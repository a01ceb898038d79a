//! Per-thread comment queue.
//!
//! Two interchangeable backends implement [`QueueBackend`]: [`PgQueue`]
//! (durable, shared, survives restarts) and [`MemoryQueue`] (process
//! lifetime only). [`QueueStore`] picks one at startup and wraps it with a
//! per-call fallback so that accepting a comment never fails because the
//! durable backend is unreachable.

mod memory;
mod postgres;

pub use memory::MemoryQueue;
pub use postgres::PgQueue;

use std::collections::BTreeSet;
use std::sync::Arc;
use std::time::Duration;

use anyhow::Result;
use async_trait::async_trait;
use sqlx::postgres::PgPoolOptions;
use tracing::{info, warn};

use crowdmind_common::{Config, ModerationError, QueueEntry, ThreadId};

/// Entries read from one backend, with a mark covering exactly those entries.
#[derive(Debug, Clone, Default, PartialEq)]
pub struct MarkedEntries {
    pub entries: Vec<QueueEntry>,
    /// Backend position of the newest entry read; `None` when nothing was.
    pub mark: Option<u64>,
}

#[async_trait]
pub trait QueueBackend: Send + Sync {
    /// Short name for logs.
    fn name(&self) -> &'static str;

    async fn append(&self, thread_id: &ThreadId, entry: &QueueEntry) -> Result<()>;

    async fn length(&self, thread_id: &ThreadId) -> Result<usize>;

    /// Every live entry for the thread, oldest first, plus a mark for
    /// [`QueueBackend::clear_through`].
    async fn read_marked(&self, thread_id: &ThreadId) -> Result<MarkedEntries>;

    async fn read_all(&self, thread_id: &ThreadId) -> Result<Vec<QueueEntry>> {
        Ok(self.read_marked(thread_id).await?.entries)
    }

    async fn peek_oldest(&self, thread_id: &ThreadId) -> Result<Option<QueueEntry>>;

    /// `comment_index` of the most recently appended live entry.
    async fn newest_index(&self, thread_id: &ThreadId) -> Result<Option<usize>>;

    async fn clear(&self, thread_id: &ThreadId) -> Result<()>;

    /// Delete entries up to and including `mark`. Entries appended after the
    /// marked read survive.
    async fn clear_through(&self, thread_id: &ThreadId, mark: u64) -> Result<()>;

    /// Threads with at least one live entry.
    async fn active_threads(&self) -> Result<Vec<ThreadId>>;

    /// Expire the whole thread queue `ttl` from now unless it is cleared first.
    async fn set_retention(&self, thread_id: &ThreadId, ttl: Duration) -> Result<()>;

    /// Drop expired entries. Returns how many were removed.
    async fn purge_expired(&self) -> Result<u64> {
        Ok(0)
    }
}

// ---------------------------------------------------------------------------
// QueueStore
// ---------------------------------------------------------------------------

/// One complete read of a thread's queue, durable and parked entries merged.
/// Clearing it with [`QueueStore::clear_batch`] removes exactly these entries.
#[derive(Debug, Clone, Default, PartialEq)]
pub struct QueueBatch {
    pub entries: Vec<QueueEntry>,
    durable: Option<u64>,
    parked: Option<u64>,
}

impl QueueBatch {
    pub fn len(&self) -> usize {
        self.entries.len()
    }

    pub fn is_empty(&self) -> bool {
        self.entries.is_empty()
    }
}

/// Queue order is `comment_index` order; parked entries interleave by index.
fn merge(mut durable: Vec<QueueEntry>, parked: Vec<QueueEntry>) -> Vec<QueueEntry> {
    if !parked.is_empty() {
        durable.extend(parked);
        durable.sort_by_key(|e| e.comment_index);
    }
    durable
}

/// The queue as the rest of the pipeline sees it.
///
/// When a backend call fails, that single call is served by a local
/// in-process map instead. Entries parked there are never copied into the
/// backend; every read of the thread merges them back in and
/// [`QueueStore::clear_batch`] removes the ones a batch read, so the normal
/// batch routine drains them.
#[derive(Clone)]
pub struct QueueStore {
    backend: Arc<dyn QueueBackend>,
    fallback: Arc<MemoryQueue>,
}

impl QueueStore {
    pub fn new(backend: Arc<dyn QueueBackend>) -> Self {
        Self {
            backend,
            fallback: Arc::new(MemoryQueue::new()),
        }
    }

    pub fn in_memory() -> Self {
        Self::new(Arc::new(MemoryQueue::new()))
    }

    /// Select the backend for the life of the process: Postgres when
    /// `DATABASE_URL` is configured and reachable, in-process otherwise.
    pub async fn connect(config: &Config) -> Self {
        let Some(url) = config.database_url.as_deref() else {
            info!("No DATABASE_URL set, using in-process comment queue");
            return Self::in_memory();
        };

        let pool = match PgPoolOptions::new().max_connections(5).connect(url).await {
            Ok(pool) => pool,
            Err(e) => {
                warn!(error = %e, "Could not connect to Postgres, using in-process comment queue");
                return Self::in_memory();
            }
        };

        let queue = PgQueue::new(pool);
        if let Err(e) = queue.migrate().await {
            warn!(error = %e, "Queue migrations failed, using in-process comment queue");
            return Self::in_memory();
        }

        info!("Using Postgres comment queue");
        Self::new(Arc::new(queue))
    }

    pub fn backend_name(&self) -> &'static str {
        self.backend.name()
    }

    pub async fn append(&self, thread_id: &ThreadId, entry: QueueEntry) {
        if let Err(e) = self.backend.append(thread_id, &entry).await {
            warn!(
                thread_id = %thread_id,
                backend = self.backend.name(),
                error = %e,
                "Queue append failed, parking entry in local fallback"
            );
            self.fallback.push(thread_id, entry);
        }
    }

    pub async fn length(&self, thread_id: &ThreadId) -> usize {
        let durable = match self.backend.length(thread_id).await {
            Ok(n) => n,
            Err(e) => {
                warn!(thread_id = %thread_id, error = %e, "Queue length failed, counting local entries only");
                0
            }
        };
        durable + self.fallback.len(thread_id)
    }

    pub async fn read_all(&self, thread_id: &ThreadId) -> Vec<QueueEntry> {
        let entries = match self.backend.read_all(thread_id).await {
            Ok(entries) => entries,
            Err(e) => {
                warn!(thread_id = %thread_id, error = %e, "Queue read failed, reading local entries only");
                Vec::new()
            }
        };

        merge(entries, self.fallback.entries(thread_id))
    }

    /// Read the whole queue for a batch. Unlike [`QueueStore::read_all`], a
    /// backend failure is an error: a partial read must not be cleared.
    pub async fn read_batch(&self, thread_id: &ThreadId) -> Result<QueueBatch, ModerationError> {
        let durable = self
            .backend
            .read_marked(thread_id)
            .await
            .map_err(|e| ModerationError::Backend(e.to_string()))?;
        let parked = self.fallback.marked(thread_id);

        Ok(QueueBatch {
            entries: merge(durable.entries, parked.entries),
            durable: durable.mark,
            parked: parked.mark,
        })
    }

    /// Remove the entries of `batch`, leaving anything appended since.
    pub async fn clear_batch(&self, thread_id: &ThreadId, batch: &QueueBatch) {
        if let Some(mark) = batch.durable {
            if let Err(e) = self.backend.clear_through(thread_id, mark).await {
                warn!(thread_id = %thread_id, error = %e, "Queue drain failed, entries will be retried");
            }
        }
        if let Some(mark) = batch.parked {
            self.fallback.clear_through(thread_id, mark);
        }
    }

    /// `comment_index` of the newest queued entry, across both sources.
    pub async fn newest_index(&self, thread_id: &ThreadId) -> Option<usize> {
        let durable = match self.backend.newest_index(thread_id).await {
            Ok(index) => index,
            Err(e) => {
                warn!(thread_id = %thread_id, error = %e, "Queue tail lookup failed, checking local entries only");
                None
            }
        };
        durable.max(self.fallback.newest_index(thread_id))
    }

    pub async fn peek_oldest(&self, thread_id: &ThreadId) -> Option<QueueEntry> {
        let durable = match self.backend.peek_oldest(thread_id).await {
            Ok(entry) => entry,
            Err(e) => {
                warn!(thread_id = %thread_id, error = %e, "Queue peek failed, checking local entries only");
                None
            }
        };

        match (durable, self.fallback.oldest(thread_id)) {
            (Some(a), Some(b)) => Some(if b.enqueued_at < a.enqueued_at { b } else { a }),
            (a, b) => a.or(b),
        }
    }

    pub async fn clear(&self, thread_id: &ThreadId) {
        if let Err(e) = self.backend.clear(thread_id).await {
            warn!(thread_id = %thread_id, error = %e, "Queue clear failed, entries will be retried");
        }
        self.fallback.clear(thread_id);
    }

    pub async fn active_threads(&self) -> Vec<ThreadId> {
        let mut threads: BTreeSet<ThreadId> = match self.backend.active_threads().await {
            Ok(threads) => threads.into_iter().collect(),
            Err(e) => {
                warn!(error = %e, "Listing queued threads failed, using local entries only");
                BTreeSet::new()
            }
        };
        threads.extend(self.fallback.threads());
        threads.into_iter().collect()
    }

    pub async fn set_retention(&self, thread_id: &ThreadId, ttl: Duration) {
        if let Err(e) = self.backend.set_retention(thread_id, ttl).await {
            warn!(thread_id = %thread_id, error = %e, "Queue retention update failed, applying locally");
            self.fallback.expire_in(thread_id, ttl);
        }
    }

    pub async fn purge_expired(&self) {
        match self.backend.purge_expired().await {
            Ok(0) => {}
            Ok(n) => info!(removed = n, "Purged expired queue entries"),
            Err(e) => warn!(error = %e, "Purging expired queue entries failed"),
        }
    }
}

_The problem_
Please return every line from the first one in the records above down to the line containing "backend is unreachable.", including both, exactly as written and nothing more.

_Exercise response_
repository a01ceb898038d79a
//! Per-thread comment queue.
//!
//! Two interchangeable backends implement [`QueueBackend`]: [`PgQueue`]
//! (durable, shared, survives restarts) and [`MemoryQueue`] (process
//! lifetime only). [`QueueStore`] picks one at startup and wraps it with a
//! per-call fallback so that accepting a comment never fails because the
//! durable backend is unreachable.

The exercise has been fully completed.